Segal then referenced Trump's own words from December 2015, calling for a “complete and total ban on Muslims” entering the country.  Later, when a lawyer for the Commonwealth of Massachusetts asserted that Trump’s directive violated the Constitution's equal protection clause, Gorton questioned its applicability in this case. Segal said the ACLU's request for a permanent injunction would allow more time to deal with a rash of new cases of green card and visa holders being denied boarding access by airlines.

Outside the courtroom, he told reporters:

“What this is about is what are going to be the ground rules while we litigate this case. And what we’ve seen in the last week is that people have been thrown in to chaos, their lives have been upended. And what we are talking about is an affecting peoples’ lives every day.” 

Lawyers for the government argued that the problems affecting green card holders were largely moot and extending the injunction was unnecessary. But the ACLU argued that it was not merely green card holders who were affected but also visa holders who had landed in the US and subsequently detained. Some were flown back to their point of embarkation. 
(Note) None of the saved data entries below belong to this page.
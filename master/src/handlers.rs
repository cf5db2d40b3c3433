use axum::{
    extract::{Path, State},
    http::StatusCode,
    routing::{get, post},
    Json, Router,
};
use common::bus::{
    AckRequest, NackRequest, PublishRequest, QueueStats, ReceiveRequest, ReceiveResponse,
};
use common::store::{
    FetchSectionsRequest, FetchSectionsResponse, SectionIdsResponse, TaskIdResponse,
    UploadTextRequest,
};
use common::{MessageBus, StoreError, TextInfo, TextStore};
use std::time::Duration;
use tower_http::trace::TraceLayer;
use tracing::{info, warn};

use crate::state::AppState;

/// Espera máxima de un long-poll, aunque el worker pida más.
pub const MAX_RECEIVE_WAIT: Duration = Duration::from_secs(5);

pub fn build_router(state: AppState) -> Router {
    Router::new()
        .route("/health", get(health))
        .route("/api/v1/queues/:queue/publish", post(publish))
        .route("/api/v1/queues/:queue/receive", post(receive))
        .route("/api/v1/queues/:queue/ack", post(ack))
        .route("/api/v1/queues/:queue/nack", post(nack))
        .route("/api/v1/queues/:queue/stats", get(queue_stats))
        .route("/api/v1/texts", get(list_texts).post(upload_text))
        .route("/api/v1/texts/:name/sections", get(section_ids))
        .route("/api/v1/sections/fetch", post(fetch_sections))
        .route("/api/v1/task-ids", post(next_task_id))
        .layer(TraceLayer::new_for_http())
        .with_state(state)
}

/// Traduce errores del store a status HTTP.
fn store_status(err: &anyhow::Error) -> StatusCode {
    match err.downcast_ref::<StoreError>() {
        Some(StoreError::TextNotFound(_)) | Some(StoreError::MissingSection(_)) => {
            StatusCode::NOT_FOUND
        }
        Some(StoreError::TextExists(_)) => StatusCode::CONFLICT,
        None => StatusCode::INTERNAL_SERVER_ERROR,
    }
}

/* ---------------- handlers HTTP ---------------- */

async fn health() -> &'static str {
    "ok"
}

/* ---------------- colas ---------------- */

async fn publish(
    State(state): State<AppState>,
    Path(queue): Path<String>,
    Json(req): Json<PublishRequest>,
) -> StatusCode {
    match state.bus.publish(&queue, req.body).await {
        Ok(()) => StatusCode::ACCEPTED,
        Err(e) => {
            warn!("error publicando en {}: {:#}", queue, e);
            StatusCode::INTERNAL_SERVER_ERROR
        }
    }
}

async fn receive(
    State(state): State<AppState>,
    Path(queue): Path<String>,
    Json(req): Json<ReceiveRequest>,
) -> Result<Json<ReceiveResponse>, StatusCode> {
    let wait = Duration::from_millis(req.timeout_ms).min(MAX_RECEIVE_WAIT);

    match state.bus.receive(&queue, wait).await {
        Ok(delivery) => Ok(Json(ReceiveResponse { delivery })),
        Err(e) => {
            warn!("error recibiendo de {}: {:#}", queue, e);
            Err(StatusCode::INTERNAL_SERVER_ERROR)
        }
    }
}

async fn ack(
    State(state): State<AppState>,
    Path(queue): Path<String>,
    Json(req): Json<AckRequest>,
) -> StatusCode {
    match state.bus.ack(&queue, req.tag).await {
        Ok(()) => StatusCode::OK,
        Err(e) => {
            // lease vencido y mensaje ya reentregado, o tag inventado
            warn!("{:#}", e);
            StatusCode::NOT_FOUND
        }
    }
}

async fn nack(
    State(state): State<AppState>,
    Path(queue): Path<String>,
    Json(req): Json<NackRequest>,
) -> StatusCode {
    match state.bus.nack(&queue, req.tag, req.requeue).await {
        Ok(()) => StatusCode::OK,
        Err(e) => {
            warn!("{:#}", e);
            StatusCode::NOT_FOUND
        }
    }
}

async fn queue_stats(
    State(state): State<AppState>,
    Path(queue): Path<String>,
) -> Result<Json<QueueStats>, StatusCode> {
    state
        .bus
        .stats(&queue)
        .map(Json)
        .map_err(|_| StatusCode::INTERNAL_SERVER_ERROR)
}

/* ---------------- text store ---------------- */

async fn list_texts(State(state): State<AppState>) -> Result<Json<Vec<TextInfo>>, StatusCode> {
    let mut texts = state
        .store
        .list_texts()
        .await
        .map_err(|e| store_status(&e))?;
    texts.sort_by(|a, b| a.name.cmp(&b.name));
    Ok(Json(texts))
}

async fn upload_text(
    State(state): State<AppState>,
    Json(req): Json<UploadTextRequest>,
) -> Result<(StatusCode, Json<TextInfo>), StatusCode> {
    if req.name.trim().is_empty() {
        return Err(StatusCode::BAD_REQUEST);
    }

    match state
        .store
        .insert_text(&req.name, &req.content, state.section_size)
    {
        Ok(info) => {
            info!("texto '{}' cargado: {} secciones", info.name, info.sections);
            Ok((StatusCode::CREATED, Json(info)))
        }
        Err(e) => {
            warn!("no se pudo cargar '{}': {:#}", req.name, e);
            Err(store_status(&e))
        }
    }
}

async fn section_ids(
    State(state): State<AppState>,
    Path(name): Path<String>,
) -> Result<Json<SectionIdsResponse>, StatusCode> {
    let section_ids = state
        .store
        .section_ids(&name)
        .await
        .map_err(|e| store_status(&e))?;
    Ok(Json(SectionIdsResponse {
        text: name,
        section_ids,
    }))
}

async fn fetch_sections(
    State(state): State<AppState>,
    Json(req): Json<FetchSectionsRequest>,
) -> Result<Json<FetchSectionsResponse>, StatusCode> {
    let contents = state
        .store
        .fetch_sections(&req.ids)
        .await
        .map_err(|e| store_status(&e))?;
    Ok(Json(FetchSectionsResponse { contents }))
}

async fn next_task_id(State(state): State<AppState>) -> Result<Json<TaskIdResponse>, StatusCode> {
    match state.store.next_task_id().await {
        Ok(task_id) => Ok(Json(TaskIdResponse { task_id })),
        Err(e) => {
            warn!("no se pudo emitir task id: {:#}", e);
            Err(StatusCode::INTERNAL_SERVER_ERROR)
        }
    }
}

#[cfg(test)]
mod tests {
    use super::*;
    use axum::body::Body;
    use axum::http::{Method, Request};
    use common::bus::Delivery;
    use common::{MemoryBus, MemoryStore};
    use serde_json::{json, Value};
    use tower::ServiceExt;

    fn app() -> (Router, AppState) {
        let state = AppState::new(
            MemoryBus::new(Duration::from_secs(30), 3),
            MemoryStore::default(),
            4,
        );
        (build_router(state.clone()), state)
    }

    async fn call(app: &Router, method: Method, uri: &str, body: Value) -> (StatusCode, Value) {
        let req = Request::builder()
            .method(method)
            .uri(uri)
            .header("content-type", "application/json")
            .body(Body::from(body.to_string()))
            .unwrap();

        let resp = app.clone().oneshot(req).await.unwrap();
        let status = resp.status();
        let bytes = axum::body::to_bytes(resp.into_body(), usize::MAX).await.unwrap();
        let value = serde_json::from_slice(&bytes).unwrap_or(Value::Null);
        (status, value)
    }

    #[tokio::test]
    async fn health_responde_ok() {
        let (app, _) = app();
        let req = Request::get("/health").body(Body::empty()).unwrap();
        let resp = app.oneshot(req).await.unwrap();
        assert_eq!(resp.status(), StatusCode::OK);
    }

    #[tokio::test]
    async fn cola_publish_receive_ack_por_http() {
        let (app, _) = app();

        let (status, _) = call(&app, Method::POST, "/api/v1/queues/q/publish", json!({"body": "hola"})).await;
        assert_eq!(status, StatusCode::ACCEPTED);

        let (status, body) =
            call(&app, Method::POST, "/api/v1/queues/q/receive", json!({"timeout_ms": 10})).await;
        assert_eq!(status, StatusCode::OK);
        let delivery: Delivery = serde_json::from_value(body["delivery"].clone()).unwrap();
        assert_eq!(delivery.body, "hola");

        let (_, stats) = call(&app, Method::GET, "/api/v1/queues/q/stats", Value::Null).await;
        assert_eq!(stats, json!({"ready": 0, "unacked": 1}));

        let (status, _) =
            call(&app, Method::POST, "/api/v1/queues/q/ack", json!({"tag": delivery.tag})).await;
        assert_eq!(status, StatusCode::OK);

        // segundo ack del mismo tag
        let (status, _) =
            call(&app, Method::POST, "/api/v1/queues/q/ack", json!({"tag": delivery.tag})).await;
        assert_eq!(status, StatusCode::NOT_FOUND);

        let (_, body) =
            call(&app, Method::POST, "/api/v1/queues/q/receive", json!({"timeout_ms": 10})).await;
        assert_eq!(body["delivery"], Value::Null);
    }

    #[tokio::test]
    async fn nack_con_requeue_reentrega() {
        let (app, _) = app();
        call(&app, Method::POST, "/api/v1/queues/q/publish", json!({"body": "x"})).await;

        let (_, body) =
            call(&app, Method::POST, "/api/v1/queues/q/receive", json!({"timeout_ms": 10})).await;
        let tag = body["delivery"]["tag"].as_u64().unwrap();

        let (status, _) = call(
            &app,
            Method::POST,
            "/api/v1/queues/q/nack",
            json!({"tag": tag, "requeue": true}),
        )
        .await;
        assert_eq!(status, StatusCode::OK);

        let (_, body) =
            call(&app, Method::POST, "/api/v1/queues/q/receive", json!({"timeout_ms": 10})).await;
        assert_eq!(body["delivery"]["attempt"], json!(2));
    }

    #[tokio::test]
    async fn textos_subir_listar_y_leer_secciones() {
        let (app, _) = app();

        let (status, info) = call(
            &app,
            Method::POST,
            "/api/v1/texts",
            json!({"name": "libro", "content": "abcdefghij"}),
        )
        .await;
        assert_eq!(status, StatusCode::CREATED);
        assert_eq!(info["sections"], json!(3));

        let (status, _) = call(
            &app,
            Method::POST,
            "/api/v1/texts",
            json!({"name": "libro", "content": "otra vez"}),
        )
        .await;
        assert_eq!(status, StatusCode::CONFLICT);

        let (_, list) = call(&app, Method::GET, "/api/v1/texts", Value::Null).await;
        assert_eq!(list.as_array().unwrap().len(), 1);

        let (status, body) =
            call(&app, Method::GET, "/api/v1/texts/libro/sections", Value::Null).await;
        assert_eq!(status, StatusCode::OK);
        let ids: Vec<u64> = serde_json::from_value(body["section_ids"].clone()).unwrap();
        assert_eq!(ids.len(), 3);

        // pedidas en desorden, vuelven ordenadas por id
        let reversed: Vec<u64> = ids.iter().rev().copied().collect();
        let (status, body) =
            call(&app, Method::POST, "/api/v1/sections/fetch", json!({"ids": reversed})).await;
        assert_eq!(status, StatusCode::OK);
        assert_eq!(body["contents"], json!(["abcd", "efgh", "ij"]));
    }

    #[tokio::test]
    async fn texto_o_seccion_inexistente_es_404() {
        let (app, _) = app();

        let (status, _) =
            call(&app, Method::GET, "/api/v1/texts/nada/sections", Value::Null).await;
        assert_eq!(status, StatusCode::NOT_FOUND);

        let (status, _) =
            call(&app, Method::POST, "/api/v1/sections/fetch", json!({"ids": [99]})).await;
        assert_eq!(status, StatusCode::NOT_FOUND);
    }

    #[tokio::test]
    async fn task_ids_son_crecientes() {
        let (app, _) = app();
        let (_, a) = call(&app, Method::POST, "/api/v1/task-ids", Value::Null).await;
        let (_, b) = call(&app, Method::POST, "/api/v1/task-ids", Value::Null).await;
        assert_eq!(a["task_id"], json!(1));
        assert_eq!(b["task_id"], json!(2));
    }
}
#[cfg(test)]
mod tests {
    use super::*;

    fn temp_dir(sub: &str) -> PathBuf {
        let base = std::env::temp_dir().join("text_store_tests").join(sub);
        let _ = fs::remove_dir_all(&base);
        fs::create_dir_all(&base).unwrap();
        base
    }

    #[test]
    fn chunk_text_no_corta_caracteres_multibyte() {
        let content = "añoñoño"; // 'ñ' ocupa 2 bytes
        let chunks = chunk_text(content, 3);
        assert_eq!(chunks.concat(), content);
        for c in &chunks {
            assert!(c.len() <= 3);
        }
        assert_eq!(chunks, vec!["añ", "oñ", "oñ", "o"]);

        // carácter de 4 bytes con límite 2: va entero
        assert_eq!(chunk_text("🦀a", 2), vec!["🦀", "a"]);
        assert!(chunk_text("", 10).is_empty());
    }

    #[test]
    fn insert_y_fetch_ordenado_por_id() {
        let store = MemoryStore::default();
        store.insert_text("a", "0123456789", 4).unwrap();
        let info = store.insert_text("b", "abcdef", 4).unwrap();
        assert_eq!(info.sections, 2);

        let ids_a = store.ids_of("a").unwrap();
        assert_eq!(ids_a, vec![1, 2, 3]);
        assert_eq!(store.ids_of("b").unwrap(), vec![4, 5]);

        // pedidos desordenados vuelven en orden de id
        assert_eq!(
            store.sections(&[3, 1, 2]).unwrap(),
            vec!["0123", "4567", "89"]
        );

        let names: Vec<String> = store.texts().unwrap().into_iter().map(|t| t.name).collect();
        assert_eq!(names, vec!["a", "b"]);
    }

    #[test]
    fn errores_del_store() {
        let store = MemoryStore::default();
        store.insert_text("a", "hola", 1024).unwrap();

        let dup = store.insert_text("a", "otra", 1024).unwrap_err();
        assert_eq!(
            dup.downcast_ref::<StoreError>(),
            Some(&StoreError::TextExists("a".into()))
        );

        let missing = store.ids_of("zzz").unwrap_err();
        assert_eq!(
            missing.downcast_ref::<StoreError>(),
            Some(&StoreError::TextNotFound("zzz".into()))
        );

        let no_section = store.sections(&[1, 99]).unwrap_err();
        assert_eq!(
            no_section.downcast_ref::<StoreError>(),
            Some(&StoreError::MissingSection(99))
        );
    }

    #[test]
    fn task_sequence_persiste_entre_aperturas() {
        let dir = temp_dir("sequence");
        let path = dir.join("seq").join("task_seq");

        let seq = TaskSequence::open(path.clone()).unwrap();
        assert_eq!(seq.next().unwrap(), 1);
        assert_eq!(seq.next().unwrap(), 2);
        drop(seq);

        let reopened = TaskSequence::open(path).unwrap();
        assert_eq!(reopened.next().unwrap(), 3);
    }

    #[test]
    fn load_dir_lee_solo_txt_en_orden() {
        let dir = temp_dir("load");
        fs::write(dir.join("b.txt"), "segundo").unwrap();
        fs::write(dir.join("a.txt"), "primero texto").unwrap();
        fs::write(dir.join("notas.md"), "ignorar").unwrap();
        fs::write(dir.join("roto.txt"), [b'h', 0xff, b'i']).unwrap();

        let store = MemoryStore::default();
        let loaded = store.load_dir(&dir, 8).unwrap();
        let names: Vec<&str> = loaded.iter().map(|t| t.name.as_str()).collect();
        assert_eq!(names, vec!["a", "b", "roto"]);
        assert_eq!(loaded[0].sections, 2);

        let roto = store.ids_of("roto").unwrap();
        assert_eq!(store.sections(&roto).unwrap(), vec!["h\u{FFFD}i"]);
    }

    #[test]
    fn nombre_de_texto_se_escapa_en_la_url() {
        let url = sections_url("http://master:8080", "a b?c/d#e").unwrap();
        assert_eq!(
            url.as_str(),
            "http://master:8080/api/v1/texts/a%20b%3Fc%2Fd%23e/sections"
        );

        let url = sections_url("http://master:8080/", "libro").unwrap();
        assert_eq!(url.as_str(), "http://master:8080/api/v1/texts/libro/sections");
    }
}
Within hours of the hearing, Gorton ruled in favor of the government. Gorton, a judge with a reputation as a conservative, was appointed to the federal bench by President George H.W. Bush. He has also served on the United States Foreign Intelligence Surveillance Court.

Gorton’s decision, which focused narrowly on whether to extend the restraining order and not the merits of the case, was made moot by the federal judge in Seattle to invalidate. That judge, also a George H.W. Bush appointee, demanded the reinstatement of as many as 100,000 valid visas and the return to the US of those who were deported.    

Meanwhile, ACLU-Massachusetts Executive Director Carol Rose told WGBH and PRI that the organization was “deeply disappointed” in the decision by Judge Gorton, and would focus on fully invalidating Trump’s” unconstitutional” order in courts around the country.